Contacted after the incident, Naude promised to take the matter up with Van Zyl. He called back offering a face-to-face apology from his manager.

Western Cape community safety MEC Dan Plato said he had received similar complaints about Specialised Protection Services and had asked provincial police commissioner Lieutenant General Arno Lamoer to investigate. Plato said Lamoer had agreed to do so but that he also wanted a “specialised gang and drug unit” to be established.

Internationally linked
The emergence of international fugitives and an internationally linked underworld presented a major danger to the province, Plato said. “It is everywhere,” he said, suggesting that Cape Town’s nightclubs were linked to both Cape Flats gangs and syndicates in Eastern Europe, Europe, the Balkans, North America and elsewhere.

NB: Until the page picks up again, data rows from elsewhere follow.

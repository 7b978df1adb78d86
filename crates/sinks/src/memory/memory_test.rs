//! Memory store tests

use eventlog_protocol::{EventRecord, SiteId};

use super::MemoryStore;
use crate::{SinkError, SiteFilter, Store};

fn fill(store: &MemoryStore, site: u32, n: usize) {
    for i in 0..n {
        let record = EventRecord::information("Test", "FILL", format!("event {i}"))
            .with_site(SiteId::new(site));
        store.insert(&record).unwrap();
    }
}

// ============================================================================
// Insert / update
// ============================================================================

#[test]
fn test_insert_assigns_increasing_ids() {
    let store = MemoryStore::new();
    let a = store.insert(&EventRecord::information("A", "X", "")).unwrap();
    let b = store.insert(&EventRecord::information("A", "X", "")).unwrap();

    assert_eq!(a, 1);
    assert_eq!(b, 2);
    assert_eq!(store.get(2).unwrap().id, 2);
    assert_eq!(store.metrics().records_written, 2);
}

#[test]
fn test_update_existing() {
    let store = MemoryStore::new();
    let id = store.insert(&EventRecord::warning("A", "X", "before")).unwrap();

    let mut record = store.get(id).unwrap();
    record.description = "after".into();
    store.update(&record).unwrap();

    assert_eq!(store.get(id).unwrap().description, "after");
}

#[test]
fn test_update_missing() {
    let store = MemoryStore::new();
    let mut record = EventRecord::warning("A", "X", "");
    record.id = 42;

    assert!(matches!(store.update(&record), Err(SinkError::NotFound(42))));
}

#[test]
fn test_unavailable_rejects_writes() {
    let store = MemoryStore::new();
    store.set_available(false);

    assert!(!store.is_available());
    let err = store.insert(&EventRecord::error("A", "X", "")).unwrap_err();
    assert!(err.is_unavailable());
    assert!(store.is_empty());

    store.set_available(true);
    assert!(store.insert(&EventRecord::error("A", "X", "")).is_ok());
}

// ============================================================================
// Retention
// ============================================================================

#[test]
fn test_delete_oldest_keeps_max_size() {
    let store = MemoryStore::new();
    fill(&store, 1, 10);
    fill(&store, 2, 3);

    let removed = store.delete_oldest(SiteId::new(1), 4, 100).unwrap();

    assert_eq!(removed, 6);
    assert_eq!(store.count(SiteId::new(1)).unwrap(), 4);
    assert_eq!(store.count(SiteId::new(2)).unwrap(), 3);

    // The newest records survive
    let kept: Vec<_> = store
        .site_records(SiteId::new(1))
        .into_iter()
        .map(|r| r.description)
        .collect();
    assert_eq!(kept, vec!["event 6", "event 7", "event 8", "event 9"]);
}

#[test]
fn test_delete_oldest_respects_cap() {
    let store = MemoryStore::new();
    fill(&store, 1, 10);

    assert_eq!(store.delete_oldest(SiteId::new(1), 0, 3).unwrap(), 3);
    assert_eq!(store.count(SiteId::new(1)).unwrap(), 7);
    assert_eq!(store.deleted(), 3);
}

#[test]
fn test_delete_oldest_under_limit_is_noop() {
    let store = MemoryStore::new();
    fill(&store, 1, 3);

    assert_eq!(store.delete_oldest(SiteId::new(1), 5, 100).unwrap(), 0);
    assert_eq!(store.len(), 3);
}

#[test]
fn test_bulk_delete_filters() {
    let store = MemoryStore::new();
    fill(&store, 1, 2);
    fill(&store, 2, 5);

    assert_eq!(store.bulk_delete(SiteFilter::Site(SiteId::new(2))).unwrap(), 5);
    assert_eq!(store.len(), 2);

    assert_eq!(store.bulk_delete(SiteFilter::All).unwrap(), 2);
    assert!(store.is_empty());
}
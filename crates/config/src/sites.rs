//! Per-site overrides

use serde::Deserialize;

/// Overrides for one site
///
/// ```toml
/// [[sites]]
/// id = 5
/// name = "shop"
/// log_size = 50
/// keep_percent = 20
/// ```
#[derive(Debug, Clone, Default, Deserialize)]
#[serde(default)]
pub struct SiteConfig {
    /// Numeric site id (must be non-zero)
    pub id: u32,

    /// Display name passed to the notification collaborator
    pub name: Option<String>,

    /// Overrides `event_log.log_size`
    pub log_size: Option<u64>,

    /// Overrides `event_log.keep_percent`
    pub keep_percent: Option<u32>,
}

#[cfg(test)]
mod tests {
    use super::*;

    #[test]
    fn test_deserialize_minimal() {
        let config: SiteConfig = toml::from_str("id = 3").unwrap();
        assert_eq!(config.id, 3);
        assert!(config.name.is_none());
        assert!(config.log_size.is_none());
        assert!(config.keep_percent.is_none());
    }
}
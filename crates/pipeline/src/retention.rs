//! Retention controller - keeps each site's log near its ceiling
//!
//! Tracks an approximate per-site item count and trims the oldest records
//! once the count overshoots the ceiling by the keep-percent buffer:
//!
//! ```text
//! trim when  count > max_size * (100 + keep_percent) / 100
//! ```
//!
//! With `max_size = 100` and `keep_percent = 10` nothing happens at 101..=110;
//! the insert that makes it 111 schedules one trim. Trims run on a background
//! thread and are single-flight per controller: triggers while one is running
//! are no-ops, and the next insert catches any remaining overshoot.
//!
//! `max_size = 0` means unlimited retention.

use std::sync::Arc;
use std::sync::atomic::{AtomicBool, Ordering};
use std::thread::JoinHandle;

use dashmap::DashMap;
use eventlog_config::{Settings, keys};
use eventlog_protocol::SiteId;
use eventlog_sinks::{SiteFilter, Store};
use tracing::{debug, warn};

use crate::error::{EventLogError, Result};

/// Default ceiling when the setting is missing
pub const DEFAULT_LOG_SIZE: u64 = 1000;

/// Default overshoot buffer in percent
pub const DEFAULT_KEEP_PERCENT: u64 = 10;

/// Default cap on records deleted by one trim run
pub const DEFAULT_MAX_DELETE_PER_RUN: u64 = 50_000;

/// Resolved limits of one site
#[derive(Debug, Clone, Copy, PartialEq, Eq)]
pub struct SiteLimits {
    /// Retention ceiling (0 = unlimited)
    pub max_size: u64,
    /// Allowed overshoot in percent
    pub keep_percent: u64,
}

impl SiteLimits {
    /// Whether `count` overshoots the ceiling plus buffer
    #[inline]
    pub fn exceeded_by(self, count: u64) -> bool {
        if self.max_size == 0 {
            return false;
        }
        let threshold = u128::from(self.max_size) * u128::from(100 + self.keep_percent);
        u128::from(count) * 100 > threshold
    }
}

/// Outcome of recording an insert
#[derive(Debug)]
pub enum RetentionTrigger {
    /// Below threshold, unlimited, or count unknown
    NotNeeded,
    /// A trim is already running
    AlreadyRunning,
    /// A trim was started on a background thread
    Scheduled(JoinHandle<()>),
}

impl RetentionTrigger {
    pub fn is_scheduled(&self) -> bool {
        matches!(self, Self::Scheduled(_))
    }
}

/// Releases the single-flight flag when the trim thread ends
struct InFlight(Arc<AtomicBool>);

impl Drop for InFlight {
    fn drop(&mut self) {
        self.0.store(false, Ordering::Release);
    }
}

/// Per-site count tracking and trimming
///
/// At most one trim runs per controller. Each `EventLog` owns its own
/// controller, so several logs sharing one store can trim it concurrently.
pub struct RetentionController {
    store: Arc<dyn Store>,
    settings: Arc<dyn Settings>,
    /// Approximate count per site (`None` = unknown, recount on next insert)
    counts: Arc<DashMap<SiteId, Option<u64>>>,
    /// Limits resolved from settings
    limits: DashMap<SiteId, SiteLimits>,
    in_flight: Arc<AtomicBool>,
}

impl RetentionController {
    pub fn new(store: Arc<dyn Store>, settings: Arc<dyn Settings>) -> Self {
        Self {
            store,
            settings,
            counts: Arc::new(DashMap::new()),
            limits: DashMap::new(),
            in_flight: Arc::new(AtomicBool::new(false)),
        }
    }

    /// Limits of a site, resolved from settings on first use
    pub fn limits(&self, site: SiteId) -> SiteLimits {
        if let Some(limits) = self.limits.get(&site) {
            return *limits;
        }
        let limits = SiteLimits {
            max_size: self.setting(keys::LOG_SIZE, site, DEFAULT_LOG_SIZE),
            keep_percent: self.setting(keys::LOG_KEEP_PERCENT, site, DEFAULT_KEEP_PERCENT),
        };
        self.limits.insert(site, limits);
        limits
    }

    /// Cap on records deleted per trim run
    pub fn max_delete_per_run(&self) -> u64 {
        self.setting(keys::MAX_DELETE_PER_RUN, SiteId::GLOBAL, DEFAULT_MAX_DELETE_PER_RUN)
            .max(1)
    }

    /// Cached item count of a site (`None` = unknown)
    pub fn item_count(&self, site: SiteId) -> Option<u64> {
        self.counts.get(&site).and_then(|count| *count)
    }

    /// Whether a trim is running
    pub fn is_running(&self) -> bool {
        self.in_flight.load(Ordering::Acquire)
    }

    /// Account for one stored record and trim if needed
    pub fn record_insert(&self, site: SiteId) -> RetentionTrigger {
        let limits = self.limits(site);

        let known = self.counts.get_mut(&site).and_then(|mut slot| {
            let next = (*slot)? + 1;
            *slot = Some(next);
            Some(next)
        });
        let count = match known {
            Some(count) => count,
            None => match self.store.count(site) {
                // The fresh count already includes this insert
                Ok(count) => {
                    self.counts.insert(site, Some(count));
                    count
                }
                Err(e) => {
                    warn!(site = site.get(), error = %e, "event count unavailable");
                    return RetentionTrigger::NotNeeded;
                }
            },
        };

        if !limits.exceeded_by(count) {
            return RetentionTrigger::NotNeeded;
        }
        if self
            .in_flight
            .compare_exchange(false, true, Ordering::AcqRel, Ordering::Acquire)
            .is_err()
        {
            return RetentionTrigger::AlreadyRunning;
        }

        let cap = self.max_delete_per_run();
        let estimate = count.saturating_sub(cap).max(limits.max_size);
        self.counts.insert(site, Some(estimate));

        let flight = InFlight(Arc::clone(&self.in_flight));
        let store = Arc::clone(&self.store);
        let counts = Arc::clone(&self.counts);
        let max_size = limits.max_size;

        let spawned = std::thread::Builder::new()
            .name("eventlog-retention".into())
            .spawn(move || {
                let _flight = flight;
                match store.delete_oldest(site, max_size, cap) {
                    Ok(deleted) => {
                        debug!(site = site.get(), deleted, max_size, "event log trimmed");
                    }
                    Err(e) => {
                        warn!(site = site.get(), error = %e, "event log trim failed");
                        counts.insert(site, None);
                    }
                }
            });

        match spawned {
            Ok(handle) => {
                debug!(site = site.get(), count, max_size, cap, "event log trim scheduled");
                RetentionTrigger::Scheduled(handle)
            }
            Err(e) => {
                // The closure (and its flag guard) was dropped with the error
                warn!(site = site.get(), error = %e, "failed to start trim thread");
                self.counts.insert(site, None);
                RetentionTrigger::NotNeeded
            }
        }
    }

    /// Synchronous trim sweep over several sites
    ///
    /// Applies the same threshold to a fresh count of each site. Returns
    /// whether any site had records deleted.
    pub fn trim_sites(&self, sites: &[SiteId]) -> Result<bool> {
        let cap = self.max_delete_per_run();
        let mut any = false;

        for &site in sites {
            let limits = self.limits(site);
            if limits.max_size == 0 {
                continue;
            }
            let count = self.store.count(site).map_err(EventLogError::Store)?;
            if !limits.exceeded_by(count) {
                self.counts.insert(site, Some(count));
                continue;
            }

            let deleted = self
                .store
                .delete_oldest(site, limits.max_size, cap)
                .map_err(EventLogError::Store)?;
            self.counts.insert(site, Some(count.saturating_sub(deleted)));
            debug!(site = site.get(), deleted, "event log trimmed by sweep");
            any |= deleted > 0;
        }
        Ok(any)
    }

    /// Forget cached counts after a bulk delete
    pub fn mark_unknown(&self, filter: SiteFilter) {
        match filter {
            SiteFilter::All => self.counts.clear(),
            SiteFilter::Site(site) => {
                self.counts.insert(site, None);
            }
        }
    }

    /// Drop cached limits so changed settings are picked up
    pub fn invalidate(&self) {
        self.limits.clear();
    }

    fn setting(&self, key: &str, site: SiteId, default: u64) -> u64 {
        match self.settings.get_int(key, site) {
            Some(value) => u64::try_from(value).unwrap_or(0),
            None => default,
        }
    }
}

impl std::fmt::Debug for RetentionController {
    fn fmt(&self, f: &mut std::fmt::Formatter<'_>) -> std::fmt::Result {
        f.debug_struct("RetentionController")
            .field("sites", &self.counts.len())
            .field("running", &self.is_running())
            .finish()
    }
}

#[cfg(test)]
#[path = "retention_test.rs"]
mod retention_test;
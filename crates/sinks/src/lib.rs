//! Event Log - Sinks
//!
//! Destinations that durably or visibly record accepted events, plus the
//! collaborator traits the pipeline talks to.
//!
//! # Architecture
//!
//! ```text
//! [EventLog] --&EventRecord--> Store (insert → id)
//!                         ├──> FileSink   (one line per record)
//!                         ├──> TraceSink  (tracing, target eventlog::events)
//!                         └──> NotificationSink (errors only)
//! ```
//!
//! # Available Sinks
//!
//! | Sink | Purpose |
//! |------|---------|
//! | `memory` | In-process `Store` with retention support |
//! | `file` | Human-readable append-only text file |
//! | `trace` | Forwards records to `tracing` at their severity |
//!
//! Sinks are synchronous: the pipeline calls them on the writing thread (direct
//! mode) or on the queue worker (queued mode).

// =============================================================================
// Sink implementations (each in its own submodule)
// =============================================================================

/// In-memory store - reference `Store` implementation
pub mod memory;

/// File sink - human-readable text log
pub mod file;

/// Trace sink - forwards records to `tracing`
pub mod trace;

// =============================================================================
// Shared pieces
// =============================================================================

/// Rate-limited last-resort writer
pub mod fallback;

/// Collaborator traits (store, sink, notifier)
mod traits;

/// Common types shared by all sinks (errors, metrics, rendering)
mod common;

// =============================================================================
// Public re-exports
// =============================================================================

pub use common::{MetricsSnapshot, SinkError, SinkMetrics, render_line};
pub use fallback::FallbackWriter;
pub use traits::{EventSink, NotificationSink, SiteFilter, Store};

pub use file::FileSink;
pub use memory::MemoryStore;
pub use trace::TraceSink;

/// Result type for sink operations
pub type Result<T> = std::result::Result<T, SinkError>;
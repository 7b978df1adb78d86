//! Sink toggles
//!
//! Each accepted record is fanned out to the enabled sinks. The database
//! sink is the persistent store; file and trace sinks are secondary copies.

use std::path::PathBuf;

use serde::Deserialize;

/// File sink configuration
///
/// ```toml
/// [sinks.file]
/// enabled = true
/// path = "logs/eventlog.log"
/// ```
#[derive(Debug, Clone, Deserialize)]
#[serde(default)]
pub struct FileSinkConfig {
    /// Default: false
    pub enabled: bool,

    /// File the records are appended to
    /// Default: logs/eventlog.log
    pub path: PathBuf,
}

impl Default for FileSinkConfig {
    fn default() -> Self {
        Self {
            enabled: false,
            path: PathBuf::from("logs/eventlog.log"),
        }
    }
}

/// Sink toggles
#[derive(Debug, Clone, Deserialize)]
#[serde(default)]
pub struct SinksConfig {
    /// Persist records to the store
    /// Default: true
    pub database: bool,

    /// Write records through `tracing`
    /// Default: false
    pub trace: bool,

    /// Append records to a text file
    pub file: FileSinkConfig,
}

impl Default for SinksConfig {
    fn default() -> Self {
        Self {
            database: true,
            trace: false,
            file: FileSinkConfig::default(),
        }
    }
}
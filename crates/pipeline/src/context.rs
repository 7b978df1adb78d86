//! Ambient scopes for the current thread
//!
//! - `DisabledLoggingScope` forces logging off while alive.
//! - `QueueScope` routes queued writes to a different worker while alive.
//!
//! Both are RAII guards: the previous state is restored on drop, including
//! during unwinding. Scopes nest and are bound to the creating thread.
//!
//! # Example
//!
//! ```
//! use eventlog_pipeline::{DisabledLoggingScope, logging_disabled};
//!
//! assert!(!logging_disabled());
//! {
//!     let _quiet = DisabledLoggingScope::new();
//!     assert!(logging_disabled());
//! }
//! assert!(!logging_disabled());
//! ```

use std::cell::{Cell, RefCell};
use std::marker::PhantomData;

use crate::queue::QueueHandle;

thread_local! {
    static DISABLED: Cell<usize> = const { Cell::new(0) };
    static QUEUES: RefCell<Vec<QueueHandle>> = const { RefCell::new(Vec::new()) };
}

/// Whether logging is forced off for the current thread
#[inline]
pub fn logging_disabled() -> bool {
    DISABLED.with(Cell::get) > 0
}

/// Innermost queue override for the current thread
pub fn current_queue() -> Option<QueueHandle> {
    QUEUES.with(|queues| queues.borrow().last().cloned())
}

/// Forces logging off for the current thread while alive
#[must_use = "logging is re-enabled as soon as the scope is dropped"]
pub struct DisabledLoggingScope {
    _not_send: PhantomData<*const ()>,
}

impl DisabledLoggingScope {
    pub fn new() -> Self {
        DISABLED.with(|count| count.set(count.get() + 1));
        Self {
            _not_send: PhantomData,
        }
    }
}

impl Default for DisabledLoggingScope {
    fn default() -> Self {
        Self::new()
    }
}

impl Drop for DisabledLoggingScope {
    fn drop(&mut self) {
        DISABLED.with(|count| count.set(count.get().saturating_sub(1)));
    }
}

/// Substitutes a queue worker for queued writes on the current thread
#[must_use = "the override ends as soon as the scope is dropped"]
pub struct QueueScope {
    _not_send: PhantomData<*const ()>,
}

impl QueueScope {
    pub fn new(handle: QueueHandle) -> Self {
        QUEUES.with(|queues| queues.borrow_mut().push(handle));
        Self {
            _not_send: PhantomData,
        }
    }
}

impl Drop for QueueScope {
    fn drop(&mut self) {
        QUEUES.with(|queues| {
            queues.borrow_mut().pop();
        });
    }
}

This apparent overlapping of protection rackets, nightclub security and organised crime appears to have been repeated in other South African cities.

In Johannesburg, violence, bouncer-related hits and the drug business surged under the Elite Security Group, which had close links with the international Hell’s Angels but broke away over competition for territory. As one security source put it, “whoever controls the door controls the drugs”. Among Elite’s founders was Mikey Schultz, Brett Kebble’s self-confessed murderer.

In 2007 the company’s reign started to crumble as dozens of its members were arrested on charges of racketeering, drug trafficking, murder and intimidation.

Little is known about the links among those running club security in Cape Town, Johannesburg and Durban.

In Cape Town it has emerged from a court dispute that the building that housed Russol’s brothel — “It’s not a brothel, it’s a normal massage parlour and escort agency” he claims is owned by a trust that includes Palazzolo’s former lawyer, Cyril Prisman, and his associate, Percy Choritz, as trustees.

Prisman, Choritz and Russol were adamant that Palazzolo had nothing to do with the building or the business. Prisman and Choritz also claimed in court that they had no idea Russol ran a brothel from their building, despite claims to the contrary by Russol’s lawyer.

Russol’s business was evicted from the building last month.

As for club security, “the new Russian” said he always used his own bouncers at his clubs and had no interest in expanding that side of his business. “I had an agreement with Cyril Beeka: what’s mine is mine.”

Russol sneered contemptuously when asked if Specialised Protection Services had approached him: “What? Who’s going to come give me security? I straight away tell them ‘fuck off’!” — Additional research by Sally Evans

Cape Town: Know your underworld figures

Cyril Beeka
He rose to prominence in the 1990s as a security boss in Cape Town, where his company, Pro Access, controlled nightclub security. There were allegations of protection rackets, drug dealing and more. He was rumoured to have been an informer for apartheid, ANC and democratic South African intelligence structures and. In 2007 Beeka accompanied Moe Shaik, later the South African Secret Service head, to the ANC’s Polokwane conference.

After being cleared of murder charges in the late 1990s, he moved to Johannesburg, where he joined courier company RAM, but he was said to have kept a close watch on Pro Access.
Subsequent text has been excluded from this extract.